[[ Information provided, beginning ]]

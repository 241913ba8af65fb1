//! In-memory key-value store with TTL

use async_trait::async_trait;
use snapgate_core::effects::{KvStoreEffects, PutOptions, StoreError, TimeSource};
use std::collections::BTreeMap;
use std::sync::Arc;
use tokio::sync::RwLock;

#[derive(Debug, Clone)]
struct Entry {
    value: String,
    expires_at_ms: Option<u64>,
}

impl Entry {
    fn is_live(&self, now_ms: u64) -> bool {
        self.expires_at_ms.map_or(true, |at| now_ms < at)
    }
}

/// In-memory key-value store
///
/// Expired keys are hidden on read and dropped lazily on the next write to
/// the same key. TTLs are measured against the injected clock.
pub struct MemoryKvStore {
    data: Arc<RwLock<BTreeMap<String, Entry>>>,
    time: Arc<dyn TimeSource>,
}

impl MemoryKvStore {
    /// Create an empty store measuring TTLs against `time`
    pub fn new(time: Arc<dyn TimeSource>) -> Self {
        Self {
            data: Arc::new(RwLock::new(BTreeMap::new())),
            time,
        }
    }

    /// Number of live keys
    pub async fn len(&self) -> usize {
        let now = self.time.now_ms();
        self.data.read().await.values().filter(|e| e.is_live(now)).count()
    }

    /// Whether no live keys remain
    pub async fn is_empty(&self) -> bool {
        self.len().await == 0
    }
}

#[async_trait]
impl KvStoreEffects for MemoryKvStore {
    async fn get(&self, key: &str) -> Result<Option<String>, StoreError> {
        let now = self.time.now_ms();
        let data = self.data.read().await;
        Ok(data
            .get(key)
            .filter(|e| e.is_live(now))
            .map(|e| e.value.clone()))
    }

    async fn put(&self, key: &str, value: String, options: PutOptions) -> Result<(), StoreError> {
        if key.is_empty() {
            return Err(StoreError::InvalidKey {
                reason: "Key cannot be empty".to_string(),
            });
        }
        let expires_at_ms = options
            .ttl_secs
            .map(|ttl| self.time.now_ms().saturating_add(ttl.saturating_mul(1000)));
        let mut data = self.data.write().await;
        data.insert(
            key.to_string(),
            Entry {
                value,
                expires_at_ms,
            },
        );
        Ok(())
    }

    async fn delete(&self, key: &str) -> Result<bool, StoreError> {
        let now = self.time.now_ms();
        let mut data = self.data.write().await;
        Ok(data.remove(key).is_some_and(|e| e.is_live(now)))
    }

    async fn list(&self, prefix: &str) -> Result<Vec<String>, StoreError> {
        let now = self.time.now_ms();
        let data = self.data.read().await;
        Ok(data
            .range(prefix.to_string()..)
            .take_while(|(k, _)| k.starts_with(prefix))
            .filter(|(_, e)| e.is_live(now))
            .map(|(k, _)| k.clone())
            .collect())
    }
}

[[ Information provided, end ]]

For the word "bool", say how many lines of the listing contain it; give the number alone.

3